AIM OF THE EXERCISE: For the listing below, give the number of lines that hold the string "struct", without anything else.

RECORD SET:
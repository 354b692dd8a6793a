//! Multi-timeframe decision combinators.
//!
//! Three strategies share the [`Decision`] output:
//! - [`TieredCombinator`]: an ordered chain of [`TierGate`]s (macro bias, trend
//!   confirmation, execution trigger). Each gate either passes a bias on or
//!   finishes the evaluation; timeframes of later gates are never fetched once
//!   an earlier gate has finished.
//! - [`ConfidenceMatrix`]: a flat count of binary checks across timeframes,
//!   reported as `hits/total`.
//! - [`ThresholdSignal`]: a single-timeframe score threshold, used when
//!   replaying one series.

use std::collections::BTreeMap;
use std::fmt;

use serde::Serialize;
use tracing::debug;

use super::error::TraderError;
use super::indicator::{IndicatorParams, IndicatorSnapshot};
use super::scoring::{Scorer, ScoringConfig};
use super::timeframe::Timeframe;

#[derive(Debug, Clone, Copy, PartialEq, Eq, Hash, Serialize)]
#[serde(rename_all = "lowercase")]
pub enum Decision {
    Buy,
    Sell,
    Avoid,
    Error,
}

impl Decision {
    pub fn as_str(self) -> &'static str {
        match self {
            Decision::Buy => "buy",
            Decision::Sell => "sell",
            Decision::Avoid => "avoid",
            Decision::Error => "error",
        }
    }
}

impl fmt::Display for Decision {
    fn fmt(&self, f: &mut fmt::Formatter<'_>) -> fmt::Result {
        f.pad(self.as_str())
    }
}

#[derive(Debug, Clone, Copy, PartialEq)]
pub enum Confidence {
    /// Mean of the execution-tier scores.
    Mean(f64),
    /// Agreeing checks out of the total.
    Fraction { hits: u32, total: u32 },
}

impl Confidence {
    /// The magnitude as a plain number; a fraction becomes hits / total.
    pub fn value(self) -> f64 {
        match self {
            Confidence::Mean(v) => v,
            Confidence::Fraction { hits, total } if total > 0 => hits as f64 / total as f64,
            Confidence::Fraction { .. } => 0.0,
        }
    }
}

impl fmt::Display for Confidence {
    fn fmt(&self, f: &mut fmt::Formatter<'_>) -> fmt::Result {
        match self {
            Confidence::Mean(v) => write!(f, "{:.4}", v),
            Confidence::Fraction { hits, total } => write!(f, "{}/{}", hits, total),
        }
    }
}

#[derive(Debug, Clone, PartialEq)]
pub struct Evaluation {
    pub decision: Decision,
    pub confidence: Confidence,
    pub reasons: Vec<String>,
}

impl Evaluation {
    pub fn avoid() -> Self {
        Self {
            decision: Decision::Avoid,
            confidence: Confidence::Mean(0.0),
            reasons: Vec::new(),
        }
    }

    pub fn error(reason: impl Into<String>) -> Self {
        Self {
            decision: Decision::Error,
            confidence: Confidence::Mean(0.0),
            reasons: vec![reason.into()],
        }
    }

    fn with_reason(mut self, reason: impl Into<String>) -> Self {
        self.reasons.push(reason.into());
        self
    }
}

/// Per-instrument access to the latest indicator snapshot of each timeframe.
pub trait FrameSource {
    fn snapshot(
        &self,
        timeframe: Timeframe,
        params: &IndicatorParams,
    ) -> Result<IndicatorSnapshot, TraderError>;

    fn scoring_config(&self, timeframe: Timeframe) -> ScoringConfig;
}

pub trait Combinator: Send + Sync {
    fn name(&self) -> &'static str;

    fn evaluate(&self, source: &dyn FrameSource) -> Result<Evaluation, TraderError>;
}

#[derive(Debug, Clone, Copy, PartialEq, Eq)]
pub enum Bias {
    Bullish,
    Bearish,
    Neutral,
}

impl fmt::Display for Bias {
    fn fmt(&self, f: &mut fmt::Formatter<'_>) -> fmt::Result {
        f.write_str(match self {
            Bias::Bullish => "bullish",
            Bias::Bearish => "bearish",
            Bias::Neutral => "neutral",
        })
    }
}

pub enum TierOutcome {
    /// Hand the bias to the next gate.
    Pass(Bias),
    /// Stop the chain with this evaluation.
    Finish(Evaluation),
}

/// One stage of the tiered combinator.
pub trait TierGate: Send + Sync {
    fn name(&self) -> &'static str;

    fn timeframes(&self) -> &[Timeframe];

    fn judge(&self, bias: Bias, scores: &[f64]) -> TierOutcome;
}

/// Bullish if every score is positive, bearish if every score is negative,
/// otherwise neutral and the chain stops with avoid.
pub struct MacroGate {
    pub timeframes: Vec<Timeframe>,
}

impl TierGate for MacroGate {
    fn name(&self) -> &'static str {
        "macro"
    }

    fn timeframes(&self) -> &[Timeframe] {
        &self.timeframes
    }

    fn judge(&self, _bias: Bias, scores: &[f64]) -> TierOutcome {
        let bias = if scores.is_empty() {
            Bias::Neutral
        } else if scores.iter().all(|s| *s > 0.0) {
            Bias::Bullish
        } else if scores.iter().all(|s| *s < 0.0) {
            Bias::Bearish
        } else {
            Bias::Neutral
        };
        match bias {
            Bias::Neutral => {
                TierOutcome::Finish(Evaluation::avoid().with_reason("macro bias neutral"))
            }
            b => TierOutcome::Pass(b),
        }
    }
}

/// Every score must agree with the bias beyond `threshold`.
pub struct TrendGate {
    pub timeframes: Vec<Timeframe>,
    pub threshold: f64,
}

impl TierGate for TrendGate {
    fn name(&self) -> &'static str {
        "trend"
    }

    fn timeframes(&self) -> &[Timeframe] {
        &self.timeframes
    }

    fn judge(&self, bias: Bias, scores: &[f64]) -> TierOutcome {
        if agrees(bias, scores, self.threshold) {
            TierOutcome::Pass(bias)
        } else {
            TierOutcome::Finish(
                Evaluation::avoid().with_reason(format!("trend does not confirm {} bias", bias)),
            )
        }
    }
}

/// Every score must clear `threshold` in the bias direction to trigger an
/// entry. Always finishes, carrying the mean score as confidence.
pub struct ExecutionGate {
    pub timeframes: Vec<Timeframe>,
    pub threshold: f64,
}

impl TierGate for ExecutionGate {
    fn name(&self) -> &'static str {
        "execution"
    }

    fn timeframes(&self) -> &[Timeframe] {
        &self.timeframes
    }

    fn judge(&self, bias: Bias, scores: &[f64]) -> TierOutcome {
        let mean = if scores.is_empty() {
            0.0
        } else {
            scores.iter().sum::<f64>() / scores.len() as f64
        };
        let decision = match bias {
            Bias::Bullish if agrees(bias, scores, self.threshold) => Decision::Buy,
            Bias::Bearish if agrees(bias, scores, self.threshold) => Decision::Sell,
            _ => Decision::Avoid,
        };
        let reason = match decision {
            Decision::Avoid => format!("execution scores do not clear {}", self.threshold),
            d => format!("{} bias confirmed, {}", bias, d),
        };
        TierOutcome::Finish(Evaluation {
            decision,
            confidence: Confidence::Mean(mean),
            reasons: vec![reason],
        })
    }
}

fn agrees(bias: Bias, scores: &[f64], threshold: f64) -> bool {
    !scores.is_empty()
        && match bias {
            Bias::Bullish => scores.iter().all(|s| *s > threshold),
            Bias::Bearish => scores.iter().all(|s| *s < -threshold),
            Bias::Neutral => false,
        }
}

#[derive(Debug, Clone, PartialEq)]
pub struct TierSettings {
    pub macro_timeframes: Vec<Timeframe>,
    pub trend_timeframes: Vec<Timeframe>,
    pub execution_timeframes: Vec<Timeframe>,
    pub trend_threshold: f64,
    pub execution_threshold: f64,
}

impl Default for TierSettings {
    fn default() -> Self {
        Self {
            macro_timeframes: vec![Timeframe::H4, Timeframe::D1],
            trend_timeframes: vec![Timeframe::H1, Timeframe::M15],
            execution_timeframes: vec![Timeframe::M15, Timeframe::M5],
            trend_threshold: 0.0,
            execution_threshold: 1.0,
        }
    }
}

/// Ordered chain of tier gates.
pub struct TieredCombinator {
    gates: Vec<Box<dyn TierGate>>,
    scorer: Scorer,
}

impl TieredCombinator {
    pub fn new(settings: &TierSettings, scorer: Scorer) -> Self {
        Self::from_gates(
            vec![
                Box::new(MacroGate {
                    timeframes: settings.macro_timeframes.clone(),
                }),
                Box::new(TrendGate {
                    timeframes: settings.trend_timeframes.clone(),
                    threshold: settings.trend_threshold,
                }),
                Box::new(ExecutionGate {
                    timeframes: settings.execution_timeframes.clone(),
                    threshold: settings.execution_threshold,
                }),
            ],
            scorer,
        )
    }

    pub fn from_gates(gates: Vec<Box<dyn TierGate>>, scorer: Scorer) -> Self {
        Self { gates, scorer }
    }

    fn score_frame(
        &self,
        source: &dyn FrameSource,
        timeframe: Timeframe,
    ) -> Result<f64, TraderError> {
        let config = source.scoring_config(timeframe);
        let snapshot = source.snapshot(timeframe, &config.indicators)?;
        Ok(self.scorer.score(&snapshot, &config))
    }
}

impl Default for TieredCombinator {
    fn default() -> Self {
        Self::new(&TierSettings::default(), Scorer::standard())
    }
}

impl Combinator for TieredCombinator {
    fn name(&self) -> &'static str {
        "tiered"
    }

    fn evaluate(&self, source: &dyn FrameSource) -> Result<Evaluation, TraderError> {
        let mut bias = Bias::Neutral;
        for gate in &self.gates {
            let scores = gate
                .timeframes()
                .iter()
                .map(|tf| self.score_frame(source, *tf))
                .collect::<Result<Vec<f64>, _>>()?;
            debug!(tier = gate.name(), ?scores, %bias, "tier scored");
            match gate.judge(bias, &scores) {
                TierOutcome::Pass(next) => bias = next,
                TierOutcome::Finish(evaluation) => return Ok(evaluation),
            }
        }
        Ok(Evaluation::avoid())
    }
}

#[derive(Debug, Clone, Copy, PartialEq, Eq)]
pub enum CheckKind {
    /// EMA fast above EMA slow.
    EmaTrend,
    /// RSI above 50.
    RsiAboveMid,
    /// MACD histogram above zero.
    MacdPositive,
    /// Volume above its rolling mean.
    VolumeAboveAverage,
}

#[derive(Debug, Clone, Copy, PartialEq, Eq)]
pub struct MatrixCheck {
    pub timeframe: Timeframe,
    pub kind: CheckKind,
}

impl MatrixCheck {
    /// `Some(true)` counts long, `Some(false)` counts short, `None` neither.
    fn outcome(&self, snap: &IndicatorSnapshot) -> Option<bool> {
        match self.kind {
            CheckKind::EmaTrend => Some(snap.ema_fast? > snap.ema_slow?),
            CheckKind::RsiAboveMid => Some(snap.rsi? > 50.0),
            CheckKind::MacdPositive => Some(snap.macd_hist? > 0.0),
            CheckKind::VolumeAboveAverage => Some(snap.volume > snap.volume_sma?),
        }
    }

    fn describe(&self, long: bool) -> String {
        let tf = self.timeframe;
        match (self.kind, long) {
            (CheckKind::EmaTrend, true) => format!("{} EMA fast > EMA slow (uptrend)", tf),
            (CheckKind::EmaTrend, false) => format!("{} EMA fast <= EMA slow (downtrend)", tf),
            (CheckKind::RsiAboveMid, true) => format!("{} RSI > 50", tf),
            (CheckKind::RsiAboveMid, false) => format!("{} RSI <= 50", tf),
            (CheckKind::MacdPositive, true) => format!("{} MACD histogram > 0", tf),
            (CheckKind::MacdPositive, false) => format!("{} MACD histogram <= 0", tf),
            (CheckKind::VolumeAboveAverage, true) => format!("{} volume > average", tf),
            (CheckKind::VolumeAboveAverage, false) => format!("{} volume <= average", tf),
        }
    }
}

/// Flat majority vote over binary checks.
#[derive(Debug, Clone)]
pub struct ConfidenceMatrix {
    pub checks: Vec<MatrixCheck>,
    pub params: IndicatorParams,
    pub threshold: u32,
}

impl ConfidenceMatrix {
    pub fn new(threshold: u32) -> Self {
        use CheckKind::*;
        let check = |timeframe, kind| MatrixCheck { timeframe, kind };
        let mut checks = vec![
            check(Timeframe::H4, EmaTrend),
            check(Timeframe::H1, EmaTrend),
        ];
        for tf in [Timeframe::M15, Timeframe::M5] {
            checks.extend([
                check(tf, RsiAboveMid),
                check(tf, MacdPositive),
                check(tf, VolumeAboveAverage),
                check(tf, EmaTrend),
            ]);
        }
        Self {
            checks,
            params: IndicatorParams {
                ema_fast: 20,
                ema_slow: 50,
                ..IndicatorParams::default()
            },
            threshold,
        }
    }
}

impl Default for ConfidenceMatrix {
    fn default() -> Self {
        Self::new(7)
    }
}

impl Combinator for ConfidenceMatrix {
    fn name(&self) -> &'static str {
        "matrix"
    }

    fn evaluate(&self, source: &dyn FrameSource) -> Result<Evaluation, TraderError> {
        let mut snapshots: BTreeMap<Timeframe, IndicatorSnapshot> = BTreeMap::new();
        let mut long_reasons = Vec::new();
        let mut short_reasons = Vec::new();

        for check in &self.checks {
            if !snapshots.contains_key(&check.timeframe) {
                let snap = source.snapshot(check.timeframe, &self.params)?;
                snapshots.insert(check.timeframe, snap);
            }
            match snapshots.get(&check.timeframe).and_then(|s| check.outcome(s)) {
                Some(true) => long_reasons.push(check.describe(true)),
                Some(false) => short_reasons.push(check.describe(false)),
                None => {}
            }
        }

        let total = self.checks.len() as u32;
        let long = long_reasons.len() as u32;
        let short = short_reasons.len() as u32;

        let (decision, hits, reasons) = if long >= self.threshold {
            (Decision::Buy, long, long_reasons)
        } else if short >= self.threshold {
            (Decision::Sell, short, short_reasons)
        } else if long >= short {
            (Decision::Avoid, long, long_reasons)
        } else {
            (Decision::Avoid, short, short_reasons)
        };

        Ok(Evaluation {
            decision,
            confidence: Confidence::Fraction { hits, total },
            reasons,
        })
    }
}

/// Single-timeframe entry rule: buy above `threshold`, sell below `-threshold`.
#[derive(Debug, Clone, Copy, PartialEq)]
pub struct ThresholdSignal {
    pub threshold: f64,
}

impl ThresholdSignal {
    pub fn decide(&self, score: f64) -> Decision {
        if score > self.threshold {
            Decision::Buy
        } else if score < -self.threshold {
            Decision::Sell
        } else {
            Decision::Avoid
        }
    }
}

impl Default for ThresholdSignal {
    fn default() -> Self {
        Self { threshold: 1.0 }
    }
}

RESULT: 9